- Opening Delimiter -

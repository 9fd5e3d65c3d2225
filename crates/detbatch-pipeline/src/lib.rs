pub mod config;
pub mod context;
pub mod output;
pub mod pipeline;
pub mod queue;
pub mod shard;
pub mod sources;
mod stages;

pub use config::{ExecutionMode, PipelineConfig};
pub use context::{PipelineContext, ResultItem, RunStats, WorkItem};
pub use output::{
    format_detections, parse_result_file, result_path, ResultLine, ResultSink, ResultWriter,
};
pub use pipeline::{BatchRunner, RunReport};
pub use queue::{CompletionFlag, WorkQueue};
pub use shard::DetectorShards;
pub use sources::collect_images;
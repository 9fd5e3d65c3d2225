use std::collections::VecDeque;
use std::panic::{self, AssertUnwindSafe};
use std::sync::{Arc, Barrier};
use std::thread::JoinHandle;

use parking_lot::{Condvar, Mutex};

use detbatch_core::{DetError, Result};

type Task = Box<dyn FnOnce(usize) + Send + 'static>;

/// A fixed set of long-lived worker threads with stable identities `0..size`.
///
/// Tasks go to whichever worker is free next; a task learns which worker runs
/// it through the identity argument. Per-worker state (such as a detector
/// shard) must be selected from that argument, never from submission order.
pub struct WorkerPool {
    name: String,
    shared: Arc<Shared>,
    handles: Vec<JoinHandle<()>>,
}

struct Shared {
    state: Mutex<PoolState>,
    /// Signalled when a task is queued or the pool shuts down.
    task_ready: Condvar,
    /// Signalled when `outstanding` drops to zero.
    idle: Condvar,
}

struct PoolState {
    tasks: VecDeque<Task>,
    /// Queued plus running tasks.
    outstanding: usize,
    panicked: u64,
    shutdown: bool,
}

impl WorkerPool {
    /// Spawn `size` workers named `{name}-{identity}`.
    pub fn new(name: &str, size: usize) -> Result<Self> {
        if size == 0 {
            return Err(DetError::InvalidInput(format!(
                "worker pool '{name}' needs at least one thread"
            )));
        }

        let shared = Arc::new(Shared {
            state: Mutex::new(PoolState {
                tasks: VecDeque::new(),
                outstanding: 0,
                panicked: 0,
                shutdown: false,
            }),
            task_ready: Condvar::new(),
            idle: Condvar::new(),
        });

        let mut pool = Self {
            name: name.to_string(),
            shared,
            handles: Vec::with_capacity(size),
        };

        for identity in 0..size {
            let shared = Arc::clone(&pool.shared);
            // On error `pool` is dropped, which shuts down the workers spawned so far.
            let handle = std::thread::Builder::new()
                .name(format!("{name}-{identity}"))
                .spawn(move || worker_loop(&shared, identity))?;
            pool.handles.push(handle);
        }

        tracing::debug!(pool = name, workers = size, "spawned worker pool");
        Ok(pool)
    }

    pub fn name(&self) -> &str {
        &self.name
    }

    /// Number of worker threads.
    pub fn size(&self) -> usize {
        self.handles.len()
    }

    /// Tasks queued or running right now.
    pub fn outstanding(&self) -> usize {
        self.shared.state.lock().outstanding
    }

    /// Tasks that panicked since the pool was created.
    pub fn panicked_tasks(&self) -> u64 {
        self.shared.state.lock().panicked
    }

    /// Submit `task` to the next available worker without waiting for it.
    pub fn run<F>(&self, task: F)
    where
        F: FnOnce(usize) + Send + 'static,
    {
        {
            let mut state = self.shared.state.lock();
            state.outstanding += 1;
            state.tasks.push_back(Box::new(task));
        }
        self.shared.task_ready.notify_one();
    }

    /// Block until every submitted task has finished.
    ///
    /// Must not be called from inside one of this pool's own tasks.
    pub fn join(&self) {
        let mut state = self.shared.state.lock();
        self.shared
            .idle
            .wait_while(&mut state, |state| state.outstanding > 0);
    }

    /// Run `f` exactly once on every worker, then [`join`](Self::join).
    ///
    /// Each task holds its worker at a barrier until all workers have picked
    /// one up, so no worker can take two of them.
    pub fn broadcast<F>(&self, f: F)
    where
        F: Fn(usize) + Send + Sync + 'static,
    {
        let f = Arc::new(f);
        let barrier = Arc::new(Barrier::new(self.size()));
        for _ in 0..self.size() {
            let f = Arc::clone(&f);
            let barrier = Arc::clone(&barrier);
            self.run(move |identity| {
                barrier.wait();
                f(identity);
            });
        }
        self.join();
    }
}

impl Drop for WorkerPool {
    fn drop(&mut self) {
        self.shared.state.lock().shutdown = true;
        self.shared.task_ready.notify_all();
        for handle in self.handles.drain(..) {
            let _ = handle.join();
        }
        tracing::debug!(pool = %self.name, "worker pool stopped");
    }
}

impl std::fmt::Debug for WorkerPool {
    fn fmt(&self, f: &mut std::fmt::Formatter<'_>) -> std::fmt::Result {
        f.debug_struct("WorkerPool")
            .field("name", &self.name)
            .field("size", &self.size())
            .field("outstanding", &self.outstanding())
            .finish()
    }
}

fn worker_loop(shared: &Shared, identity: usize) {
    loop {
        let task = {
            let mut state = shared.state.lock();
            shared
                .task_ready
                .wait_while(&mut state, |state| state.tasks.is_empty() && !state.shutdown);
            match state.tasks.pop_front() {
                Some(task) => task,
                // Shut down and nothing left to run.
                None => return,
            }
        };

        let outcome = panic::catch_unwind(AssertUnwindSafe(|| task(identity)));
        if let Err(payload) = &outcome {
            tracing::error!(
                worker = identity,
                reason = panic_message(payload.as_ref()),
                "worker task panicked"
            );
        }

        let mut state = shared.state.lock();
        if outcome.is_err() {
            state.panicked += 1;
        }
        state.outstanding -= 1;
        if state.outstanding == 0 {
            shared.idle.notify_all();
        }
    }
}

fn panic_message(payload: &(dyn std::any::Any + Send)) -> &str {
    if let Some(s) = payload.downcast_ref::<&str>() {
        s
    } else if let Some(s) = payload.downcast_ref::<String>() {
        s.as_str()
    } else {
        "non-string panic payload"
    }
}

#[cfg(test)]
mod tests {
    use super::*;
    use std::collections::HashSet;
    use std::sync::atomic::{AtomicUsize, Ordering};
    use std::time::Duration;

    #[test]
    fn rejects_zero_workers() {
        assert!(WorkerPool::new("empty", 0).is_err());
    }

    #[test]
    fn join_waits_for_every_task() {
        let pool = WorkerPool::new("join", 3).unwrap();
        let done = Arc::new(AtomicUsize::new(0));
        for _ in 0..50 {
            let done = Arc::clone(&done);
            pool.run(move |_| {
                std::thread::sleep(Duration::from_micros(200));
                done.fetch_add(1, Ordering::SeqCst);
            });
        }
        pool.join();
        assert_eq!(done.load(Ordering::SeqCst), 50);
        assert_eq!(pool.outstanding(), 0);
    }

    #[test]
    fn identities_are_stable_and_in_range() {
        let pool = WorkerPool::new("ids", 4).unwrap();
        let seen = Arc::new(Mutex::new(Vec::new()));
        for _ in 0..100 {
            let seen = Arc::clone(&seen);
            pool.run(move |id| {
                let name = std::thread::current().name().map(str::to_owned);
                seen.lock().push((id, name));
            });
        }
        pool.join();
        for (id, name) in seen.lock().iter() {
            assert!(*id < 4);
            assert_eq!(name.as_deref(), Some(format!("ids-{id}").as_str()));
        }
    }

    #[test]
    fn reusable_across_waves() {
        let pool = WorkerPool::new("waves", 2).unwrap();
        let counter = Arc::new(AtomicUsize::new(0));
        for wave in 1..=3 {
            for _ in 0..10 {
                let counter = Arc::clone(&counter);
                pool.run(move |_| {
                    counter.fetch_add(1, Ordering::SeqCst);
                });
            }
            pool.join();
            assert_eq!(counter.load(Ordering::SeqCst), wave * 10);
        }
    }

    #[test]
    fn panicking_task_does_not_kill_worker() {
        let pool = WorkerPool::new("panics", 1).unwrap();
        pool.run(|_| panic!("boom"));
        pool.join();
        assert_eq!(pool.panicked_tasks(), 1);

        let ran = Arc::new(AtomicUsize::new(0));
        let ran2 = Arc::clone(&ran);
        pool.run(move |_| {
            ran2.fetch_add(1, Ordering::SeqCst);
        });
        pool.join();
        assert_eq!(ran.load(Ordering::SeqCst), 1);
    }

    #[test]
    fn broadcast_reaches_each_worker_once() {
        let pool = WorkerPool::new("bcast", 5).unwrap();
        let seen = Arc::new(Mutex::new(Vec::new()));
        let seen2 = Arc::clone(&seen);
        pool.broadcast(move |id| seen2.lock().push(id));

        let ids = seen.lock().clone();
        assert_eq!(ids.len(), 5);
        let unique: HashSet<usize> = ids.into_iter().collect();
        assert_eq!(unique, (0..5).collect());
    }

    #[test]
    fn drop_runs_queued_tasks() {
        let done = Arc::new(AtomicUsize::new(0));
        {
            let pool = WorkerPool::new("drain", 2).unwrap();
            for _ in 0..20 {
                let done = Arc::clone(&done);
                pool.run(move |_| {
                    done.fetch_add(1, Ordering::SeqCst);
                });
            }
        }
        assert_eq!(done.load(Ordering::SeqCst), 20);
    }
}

- Closing Delimiter -

Of the entries above, repeat exactly the lines between the line with "pool.handles.push(handle);" and the line with "pub fn broadcast<F>(&self, f: F)", inclusive, and no others.

            pool.handles.push(handle);
        }

        tracing::debug!(pool = name, workers = size, "spawned worker pool");
        Ok(pool)
    }

    pub fn name(&self) -> &str {
        &self.name
    }

    /// Number of worker threads.
    pub fn size(&self) -> usize {
        self.handles.len()
    }

    /// Tasks queued or running right now.
    pub fn outstanding(&self) -> usize {
        self.shared.state.lock().outstanding
    }

    /// Tasks that panicked since the pool was created.
    pub fn panicked_tasks(&self) -> u64 {
        self.shared.state.lock().panicked
    }

    /// Submit `task` to the next available worker without waiting for it.
    pub fn run<F>(&self, task: F)
    where
        F: FnOnce(usize) + Send + 'static,
    {
        {
            let mut state = self.shared.state.lock();
            state.outstanding += 1;
            state.tasks.push_back(Box::new(task));
        }
        self.shared.task_ready.notify_one();
    }

    /// Block until every submitted task has finished.
    ///
    /// Must not be called from inside one of this pool's own tasks.
    pub fn join(&self) {
        let mut state = self.shared.state.lock();
        self.shared
            .idle
            .wait_while(&mut state, |state| state.outstanding > 0);
    }

    /// Run `f` exactly once on every worker, then [`join`](Self::join).
    ///
    /// Each task holds its worker at a barrier until all workers have picked
    /// one up, so no worker can take two of them.
    pub fn broadcast<F>(&self, f: F)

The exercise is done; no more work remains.